Aile tarihi, kuşkusuz, kişinin değerlerinin ve sosyal alışkanlıklarının şekillenmesinde en önemli etkenlerden biri. Her kuşak, içine doğduğu ailenin aktardığı genetik ve psişik yapıya, sosyokültürel modele dayanarak sosyalleşiyor ve kendisini bu çerçeve içinde tanımlıyor. Öte yandan, bir kuşaktan diğerine geçişte, toplumsal değişime paralel olarak, pek çok ekonomik, sosyokültürel, sembolik, psikolojik ve pedagojik dönüşüm de yaşanıyor. Her kuşak, aileden devraldığı bilgiyi yeniden üreterek yeni düşünme, olma ve yapma biçimleri geliştiriyor. Bu süreçte, aile mirasının bazı unsurları dönüştürülerek muhafaza edilirken, bazıları da terk edilerek yok oluyor. Böylece kuşaklar arasındaki aktarım bir yandan devamlılık izleri taşırken, diğer yandan da kesintiler, kopukluklar ve dönüşümlerle belirleniyor. Peki değişimlerle kopukluklar arasında işleyen bu çift yönlü süreç kaçınılmaz mıdır? Özgürlük ile belirlenimcilik arasında kalan bireyin rolü nedir? Tarihinin basit bir eyleyeni midir, yoksa onun bir aktörü haline gelebilir mi? Bu kitap, işte bu can alıcı soruların izini sürüyor.

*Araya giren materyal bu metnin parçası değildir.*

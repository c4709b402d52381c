//! The UI-owning execution context
//!
//! All surface mutation happens while [`MapCore::pump`](crate::core::map::MapCore::pump)
//! drains the queue on the thread that owns the surface. Other threads and
//! background work only ever post [`UiTask`] values, which run in FIFO
//! order per sender.

use crate::core::annotation::Annotation;
use crate::core::camera::Camera;
use crate::core::settings::{HeatmapPoint, LayerSettings, StyleMode};
use crate::input::events::SurfaceEvent;
use crate::style::probe::ProbeOutcome;
use crossbeam_channel::{unbounded, Receiver, Sender, TryRecvError};

/// A unit of work for the UI-owning context
#[derive(Debug, Clone, PartialEq)]
pub enum UiTask {
    /// Replace the annotation list
    SetAnnotations(Vec<Annotation>),
    /// Run the annotation rebuild scheduled under `generation`; stale
    /// generations are skipped
    Rebuild { generation: u64 },
    ApplySettings(LayerSettings),
    SetCamera { camera: Option<Camera>, animated: bool },
    SetStyleMode(StyleMode),
    SetHeatmap { points: Vec<HeatmapPoint>, show: bool },
    SetTerrain { enabled: bool, exaggeration: f64 },
    BounceMarkers(Vec<String>),
    CancelAnimations,
    ProbeCompleted(ProbeOutcome),
    ProbeRetry,
    /// One tick of the animation frame clock
    Frame,
    Surface(SurfaceEvent),
}

/// Sending half of the UI queue
#[derive(Debug, Clone)]
pub struct UiSender {
    tx: Sender<UiTask>,
}

impl UiSender {
    /// Posts a task. Returns `false` when the owning `MapCore` is gone.
    pub fn post(&self, task: UiTask) -> bool {
        if self.tx.send(task).is_err() {
            log::debug!("ui queue closed, task dropped");
            return false;
        }
        true
    }
}

#[derive(Debug)]
pub struct UiQueue {
    tx: Sender<UiTask>,
    rx: Receiver<UiTask>,
}

impl Default for UiQueue {
    fn default() -> Self {
        Self::new()
    }
}

impl UiQueue {
    pub fn new() -> Self {
        let (tx, rx) = unbounded();
        Self { tx, rx }
    }

    pub fn sender(&self) -> UiSender {
        UiSender {
            tx: self.tx.clone(),
        }
    }

    /// Next queued task, if any
    pub fn try_next(&self) -> Option<UiTask> {
        match self.rx.try_recv() {
            Ok(task) => Some(task),
            Err(TryRecvError::Empty) | Err(TryRecvError::Disconnected) => None,
        }
    }

    pub fn len(&self) -> usize {
        self.rx.len()
    }

    pub fn is_empty(&self) -> bool {
        self.rx.is_empty()
    }
}

/// Cross-thread entry point for the host.
///
/// Every setter posts a task; nothing here touches the surface.
#[derive(Debug, Clone)]
pub struct MapHandle {
    sender: UiSender,
}

impl MapHandle {
    pub(crate) fn new(sender: UiSender) -> Self {
        Self { sender }
    }

    pub fn set_annotations(&self, annotations: Vec<Annotation>) -> bool {
        self.sender.post(UiTask::SetAnnotations(annotations))
    }

    pub fn set_layer_settings(&self, settings: LayerSettings) -> bool {
        self.sender.post(UiTask::ApplySettings(settings))
    }

    pub fn set_camera(&self, camera: Option<Camera>, animated: bool) -> bool {
        self.sender.post(UiTask::SetCamera { camera, animated })
    }

    pub fn set_style_mode(&self, mode: StyleMode) -> bool {
        self.sender.post(UiTask::SetStyleMode(mode))
    }

    pub fn set_heatmap(&self, points: Vec<HeatmapPoint>, show: bool) -> bool {
        self.sender.post(UiTask::SetHeatmap { points, show })
    }

    pub fn set_terrain(&self, enabled: bool, exaggeration: f64) -> bool {
        self.sender.post(UiTask::SetTerrain {
            enabled,
            exaggeration,
        })
    }

    pub fn bounce_markers(&self, site_ids: Vec<String>) -> bool {
        self.sender.post(UiTask::BounceMarkers(site_ids))
    }

    pub fn cancel_animations(&self) -> bool {
        self.sender.post(UiTask::CancelAnimations)
    }

    /// Forwards a surface event raised on another thread
    pub fn dispatch(&self, event: SurfaceEvent) -> bool {
        self.sender.post(UiTask::Surface(event))
    }
}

Aile eğitimi ve sosyal pedagoji üzerine çalışmalar yürüten Willy Lahaye, Jean-Pierre Pourtois ve Huguette Desmet, Kuşaktan Kuşağa Aktarım’da “Her aktarım aynı zamanda bir dönüşümdür” fikrinin etrafında kuşaklar arasındaki ilişkiyi ele alıyorlar. Otuz beş yıla dayanan uzun soluklu bir araştırmanın ürünü olan bu kitapta yazarlar, aynı ailenin üç farklı kuşağını inceliyorlar. Ailenin yapısını karakterize eden özellikleri tespit ettikten sonra, bunların yeni kuşaklara ne ölçüde ve hangi yollarla aktarıldığını araştırıyorlar. Yazarlar sabit olduğu ve sürekli aktarıldığı varsayılan kuşaklar arası ilişkileri ve kalıpları, toplumun kendisi gibi sürekli bir dönüşüm içinde kabul etmenin önemine dikkat çekiyorlar.